Ваше ласковое письмо меня очень тронуло. Спасибо! <…> Многое хотелось бы сказать в ответ, но я не умею писать писем. Написал Вам длинное, но бросил, вышло что-то ненужное, вроде полемической статьи. Скажу лишь о самом главном. Я не подчиняю свою поэзию никаким теориям, наоборот, я чересчур несдержан. Дефекты и свинства моих стихов – мои. То, что вам кажется отвратительным, отталкивающим, – я чувствую как свое, подлинное, а значит, ни красивое, ни безобразное, а просто должное. Пишу я без рифмы и «размеров» не по «пониманию поэзии», а лишь п<отому>, ч<то> богатые рифмы или классический стих угнетают мой слух. «Музыка стиха» – для меня непонятное выражение – всякое живое стихотворение по-своему музыкально. В разговорной речи, в причитаниях кликуш, в проповеди юродивого, наконец, просто в каждом слове – «музыка». (Ведь в диссонансах она!) – Я не склонен к поэзии настроений и оттенков, меня более влечет общее, «монументальное», мне всегда хочется вскрыть вещь, показать, что в ней одновременно таится (формула), что в ней главного. Вот почему в современном искусстве я больше всего люблю кубизм. Вы говорите мне о «сладких звуках и молитвах». Но ведь не все сладкие звуки – молитвы, или, вернее, все они молитвы богам, но не все – Богу. А вне молитвы Богу – я не понимаю поэзии. Это, м.б., очень узко, но не потому, что узкое понимание поэзии, а п<отому> ч<то> я человек узкий… Вот все самое важное, что мне хотелось сказать Вам. Между нами стена, не только тысячи верст! Но я верю, что она по крайней мере прозрачна и Вы можете разглядеть меня» (т. 1, с. 83).

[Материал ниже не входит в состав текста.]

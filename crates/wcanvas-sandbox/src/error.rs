//! Error types for the sandbox crate.

use thiserror::Error;

/// Sandbox error type
#[derive(Error, Debug)]
pub enum SandboxError {
    /// Engine creation, module compilation, linking or instantiation failed
    #[error("sandbox instantiation failed: {0}")]
    Instantiation(String),

    /// The guest does not export a function or memory the host relies on
    #[error("missing guest export: {0}")]
    MissingExport(String),

    /// The guest trapped (panic, abort, fuel exhaustion) during a call
    #[error("guest trapped in '{function}': {message}")]
    Trap {
        /// Export that was being invoked
        function: String,
        /// Trap description from the runtime
        message: String,
    },

    /// A buffer handle pointed outside the guest's linear memory
    #[error("guest memory read out of range: offset={offset} length={length} memory size={memory_size}")]
    OutOfBounds {
        /// Offset reported by the guest
        offset: u32,
        /// Length reported by the guest
        length: u32,
        /// Size of linear memory at the time of the read
        memory_size: usize,
    },

    /// The bytes copied out of the guest are not a valid image
    #[error("image decode failed: {0}")]
    Decode(String),

    /// Image encoding failed on the host side
    #[error("image encode failed: {0}")]
    Encode(String),

    /// The background worker stopped without reporting a pipeline error
    #[error("background worker stopped: {0}")]
    WorkerStopped(String),

    /// Configuration error
    #[error("configuration error: {0}")]
    Config(String),

    /// IO error
    #[error("IO error: {0}")]
    Io(#[from] std::io::Error),
}

/// Result type alias for sandbox operations
pub type Result<T> = std::result::Result<T, SandboxError>;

Я привел это письмо почти целиком не только потому, что оно, как я уже сказал, – едва ли не единственное, в котором Эренбург разрешил себе так распахнуть свою душу, но прежде всего и главным образом потому, что оно поражает резкой независимостью суждений, смелостью, даже, я бы сказал, дерзостью. (Тут ведь надобно учесть, кем был тогда для него – и не только для него – Брюсов.) Но еще потому, что даже в этом – единственном исповедническом – своем письме он признается, что «не умеет писать писем»: вот, попробовал сперва написать что-то длинное – получилось похоже на полемическую статью, и он не стал посылать, бросил.

Так что уж говорить о других его письмах! Они – при самом первом, беглом чтении – и впрямь похожи на ту его ироническую самохарактеристику (в сущности, самопародию), которую я цитировал: «Получил сто (прописью, через марки)».

Вот – почти наугад – несколько фраз из писем первого тома.

Из письма М. М. Шкапской, 7 марта 1922 года:

«Сегодня наконец добился от издателя ответа. «Барабан» выйдет не позже чем в апреле. Я подписал договор. Три тысячи марок» (т. 1, с. 141).

Из письма В. Г. Лидину, 21 марта 1922 года:

«Гонорар от 1000 до 2000 за лист – в среднем полторы т<ысячи> (конечно, марок) (т. 1, с. 144).

Из письма Е. Г. Полонской, 10 марта 1923 года:

«Предлагает «К<нигоиздательств>о писателей» – 10% с облож<ной> цены (по коэф<фициенту> для выплаты). Расплата 1/3 по получении рукописи, 1/3 по выходе книги, 1/3 через 6 месяцев после выхода книги <…> Да, передай Тихонову, что это же и<здательств>о предлагает ему издать для заграницы книгу («Брагу» или другую комбинацию из 2 книг) на тех же условиях, т. е. 10%» (т. 1, с. 264).

Из письма Е. И. Замятину, 6 июля 1924 года:

«С немцев берите 7 – 7 1/2%. Уплата 1/2 по подписании договора, остальные по выходе книги в свет» (т. 1, с. 350).

И такое – чуть ли не в каждом письме.

Словно не поэт, не писатель все это пишет, а коммивояжер какой-то, агент по продаже рукописей, финансовый посредник.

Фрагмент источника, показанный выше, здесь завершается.